I wiggled my ankles. They were chained to the metal table, like my hands, and there was no way out of them, even though my leg had healed. How long had it been? I didn’t even remember someone coming into the cell and giving me something to knock me out, but they must have.
I turned at the sound of voices beside me. It was Suzanna and Officer Mayer, heads bent close as they talked to each other. Suzanna gestured to me and the commanding officer straightened. He still had that smug expression on his face I so
desperately wanted to wipe away.
I scanned the room. It looked like a smaller HARC medical lab. I was on a table in the middle of the room, a tray of sharp instruments to my left. A computer hummed in the corner, next to a cabinet of vials filled with liquid. Maybe they were going to make me crazy like Ever.
Suzanna crossed her arms over her chest and squinted at me. Maybe not crazy. Ever had seemed stronger when she was crazy, and I couldn’t see that situation ending well for them. I swallowed as my eyes flicked over the equipment. This seemed bad.

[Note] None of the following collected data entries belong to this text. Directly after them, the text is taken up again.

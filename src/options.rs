//! Parsing preferences: DPI, fonts, rendering quality and resources.

use std::fmt;
use std::path::Path;
use std::str::FromStr;

use crate::engine::{self, EngineOptions};
use crate::error::LoadingError;

/// Quality hint for rendering shapes, as in the SVG `shape-rendering` property.
#[derive(Debug, Copy, Clone, PartialEq, Eq, Default)]
pub enum ShapeRendering {
    OptimizeSpeed,
    CrispEdges,
    #[default]
    GeometricPrecision,
}

/// Quality hint for rendering text, as in the SVG `text-rendering` property.
#[derive(Debug, Copy, Clone, PartialEq, Eq, Default)]
pub enum TextRendering {
    OptimizeSpeed,
    #[default]
    OptimizeLegibility,
    GeometricPrecision,
}

/// Quality hint for scaling raster images, as in the SVG `image-rendering` property.
#[derive(Debug, Copy, Clone, PartialEq, Eq, Default)]
pub enum ImageRendering {
    #[default]
    OptimizeQuality,
    OptimizeSpeed,
}

/// Defines `as_raw`/`from_raw` against the engine's integer constants, plus
/// `FromStr` and `Display` using the CSS keyword spellings.
macro_rules! rendering_mode {
    ($name:ident, $($variant:ident => $raw:path, $keyword:literal;)+) => {
        impl $name {
            /// The engine's integer constant for this mode.
            pub fn as_raw(self) -> i32 {
                match self {
                    $($name::$variant => $raw,)+
                }
            }

            /// Inverse of [`Self::as_raw`]; `None` for values the engine does not define.
            pub fn from_raw(raw: i32) -> Option<$name> {
                match raw {
                    $(r if r == $raw => Some($name::$variant),)+
                    _ => None,
                }
            }
        }

        impl FromStr for $name {
            type Err = String;

            fn from_str(s: &str) -> Result<$name, String> {
                match s {
                    $($keyword => Ok($name::$variant),)+
                    _ => Err(format!(
                        "invalid value {:?}, expected one of: {}",
                        s,
                        [$($keyword),+].join(", ")
                    )),
                }
            }
        }

        impl fmt::Display for $name {
            fn fmt(&self, f: &mut fmt::Formatter<'_>) -> fmt::Result {
                let keyword = match *self {
                    $($name::$variant => $keyword,)+
                };

                f.write_str(keyword)
            }
        }
    };
}

rendering_mode!(ShapeRendering,
    OptimizeSpeed => engine::SHAPE_RENDERING_OPTIMIZE_SPEED, "optimizeSpeed";
    CrispEdges => engine::SHAPE_RENDERING_CRISP_EDGES, "crispEdges";
    GeometricPrecision => engine::SHAPE_RENDERING_GEOMETRIC_PRECISION, "geometricPrecision";
);

rendering_mode!(TextRendering,
    OptimizeSpeed => engine::TEXT_RENDERING_OPTIMIZE_SPEED, "optimizeSpeed";
    OptimizeLegibility => engine::TEXT_RENDERING_OPTIMIZE_LEGIBILITY, "optimizeLegibility";
    GeometricPrecision => engine::TEXT_RENDERING_GEOMETRIC_PRECISION, "geometricPrecision";
);

rendering_mode!(ImageRendering,
    OptimizeQuality => engine::IMAGE_RENDERING_OPTIMIZE_QUALITY, "optimizeQuality";
    OptimizeSpeed => engine::IMAGE_RENDERING_OPTIMIZE_SPEED, "optimizeSpeed";
);

/// Preferences used while parsing an SVG document into a [`crate::RenderTree`].
///
/// Create one with [`Options::new`], configure it with the setters, and pass it
/// to [`crate::RenderTree::from_data`] or [`crate::RenderTree::from_path`].
/// Changing the options afterwards does not affect documents that were already
/// parsed.
///
/// # Fonts
///
/// A new `Options` has an empty font database, so text is not rendered until
/// fonts are loaded with [`Options::load_system_fonts`], [`Options::load_font_file`]
/// or [`Options::load_font_data`].  When several loaded faces match a requested
/// family, weight and style equally well, the one that was loaded first wins.
///
/// # Release
///
/// The engine-side object is released when the `Options` is dropped, or earlier
/// with [`Options::release`].  After release, setters do nothing and parsing fails
/// with [`LoadingError::Released`].
pub struct Options {
    engine: Option<EngineOptions>,
}

impl Default for Options {
    fn default() -> Options {
        Options::new()
    }
}

impl Options {
    /// Creates options with the engine defaults: 96 DPI, "Times New Roman" at 12
    /// pixels, and no fonts loaded.
    pub fn new() -> Options {
        Options {
            engine: Some(EngineOptions::create()),
        }
    }

    /// Releases the engine-side object.  Calling this more than once does nothing.
    pub fn release(&mut self) {
        if self.engine.take().is_some() {
            svg_log!("options released");
        }
    }

    pub fn is_released(&self) -> bool {
        self.engine.is_none()
    }

    pub(crate) fn engine(&self) -> Result<&EngineOptions, LoadingError> {
        self.engine.as_ref().ok_or(LoadingError::Released)
    }

    fn with_engine<F: FnOnce(&mut EngineOptions)>(&mut self, f: F) {
        if let Some(ref mut engine) = self.engine {
            f(engine);
        }
    }

    /// Sets the directory used to resolve relative references to external files.
    ///
    /// An empty path clears the preference, so that relative references are not
    /// resolved at all.
    pub fn set_resources_dir<P: AsRef<Path>>(&mut self, path: P) {
        let path = path.as_ref();
        let path = if path.as_os_str().is_empty() {
            None
        } else {
            Some(path)
        };

        self.with_engine(|e| e.set_resources_dir(path));
    }

    /// Sets the resolution used to convert physical units like `mm` or `in` to pixels.
    pub fn set_dpi(&mut self, dpi: f32) {
        self.with_engine(|e| e.set_dpi(dpi));
    }

    /// Sets a CSS stylesheet that is applied to the document as a user stylesheet.
    ///
    /// An empty string clears the preference.
    pub fn set_stylesheet(&mut self, css: &str) {
        let css = if css.is_empty() { None } else { Some(css) };

        self.with_engine(|e| e.set_stylesheet(css));
    }

    /// Sets the font family used for text that does not specify one.
    pub fn set_font_family(&mut self, family: &str) {
        self.with_engine(|e| e.set_font_family(family));
    }

    /// Sets the font size used for text that does not specify one.
    pub fn set_font_size(&mut self, size: f32) {
        self.with_engine(|e| e.set_font_size(size));
    }

    /// Sets the family that the generic `serif` name resolves to.
    pub fn set_serif_family(&mut self, family: &str) {
        self.with_engine(|e| e.set_serif_family(family));
    }

    /// Sets the family that the generic `sans-serif` name resolves to.
    pub fn set_sans_serif_family(&mut self, family: &str) {
        self.with_engine(|e| e.set_sans_serif_family(family));
    }

    /// Sets the family that the generic `cursive` name resolves to.
    pub fn set_cursive_family(&mut self, family: &str) {
        self.with_engine(|e| e.set_cursive_family(family));
    }

    /// Sets the family that the generic `fantasy` name resolves to.
    pub fn set_fantasy_family(&mut self, family: &str) {
        self.with_engine(|e| e.set_fantasy_family(family));
    }

    /// Sets the family that the generic `monospace` name resolves to.
    pub fn set_monospace_family(&mut self, family: &str) {
        self.with_engine(|e| e.set_monospace_family(family));
    }

    /// Sets the languages, most preferred first, that `systemLanguage` attributes are
    /// matched against.  The engine's default is `["en"]`.
    pub fn set_languages(&mut self, languages: &[&str]) {
        self.with_engine(|e| e.set_languages(languages));
    }

    pub fn set_shape_rendering_mode(&mut self, mode: ShapeRendering) {
        self.with_engine(|e| e.set_shape_rendering_mode(mode.as_raw()));
    }

    pub fn set_text_rendering_mode(&mut self, mode: TextRendering) {
        self.with_engine(|e| e.set_text_rendering_mode(mode.as_raw()));
    }

    pub fn set_image_rendering_mode(&mut self, mode: ImageRendering) {
        self.with_engine(|e| e.set_image_rendering_mode(mode.as_raw()));
    }

    /// Adds the faces in a font file (TrueType, OpenType, or a collection) to the
    /// font database.
    ///
    /// Returns [`LoadingError::FileOpenFailed`] if the file cannot be read.
    pub fn load_font_file<P: AsRef<Path>>(&mut self, path: P) -> Result<(), LoadingError> {
        let engine = self.engine.as_mut().ok_or(LoadingError::Released)?;

        LoadingError::check_status(engine.load_font_file(path.as_ref()))
    }

    /// Adds the faces in an in-memory font to the font database.
    ///
    /// Empty data is ignored.  Data that is not a font is skipped by the engine with
    /// a warning.
    pub fn load_font_data(&mut self, data: &[u8]) {
        if data.is_empty() {
            return;
        }

        self.with_engine(|e| e.load_font_data(data));
    }

    /// Adds all the fonts installed on the system to the font database.
    ///
    /// This can take a noticeable amount of time on systems with many fonts.
    pub fn load_system_fonts(&mut self) {
        self.with_engine(|e| e.load_system_fonts());
    }

    /// Number of font faces currently in the font database.
    pub fn font_count(&self) -> usize {
        self.engine.as_ref().map(|e| e.font_count()).unwrap_or(0)
    }
}

impl fmt::Debug for Options {
    fn fmt(&self, f: &mut fmt::Formatter<'_>) -> fmt::Result {
        f.debug_struct("Options")
            .field("released", &self.is_released())
            .field("font_count", &self.font_count())
            .finish()
    }
}

impl Drop for Options {
    fn drop(&mut self) {
        self.release();
    }
}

Officer Mayer pulled a chair up next to me and sort of smiled. It wasn’t a real smile. He’d actually given me one before, when I’d completed a mission to his satisfaction. He’d even liked me, in a way. Maybe that was part of the hate I saw in his eyes now. I’d let him down.
I smiled back.
Suzanna shuffled around the room, picking out a few vials. I cursed myself again for not asking Micah more about the experiments he’d been through at HARC. What had he said about them? There was one that made everything look purple?
I’d already encountered the one that made me heal slower. That one was not fun.
Suzanna was at my side suddenly, and something sharp pricked my neck. The liquid she pressed in burned, a little at first, and then so badly I clenched one of my hands into fists.
The burn started to scream down my entire body and I swallowed hard, resisting the urge to yell.
Instead I closed my eyes. They’d never specifically trained me to withstand torture, but they might as well have. Perhaps I hadn’t realized it before Callum, but what they did to all Reboots was a form of torture.
When I opened my eyes, Suzanna was above me, her face crinkled in confusion. “Which expression means she’s in pain?”
“That’s the only expression she has.”
“Hmmm . . .” She cocked her head, her gaze skipping down my body. She pointed at my clenched fist. “Oh, that looks like she’s in pain. Good.” She gestured at something. “Hand me the next one.”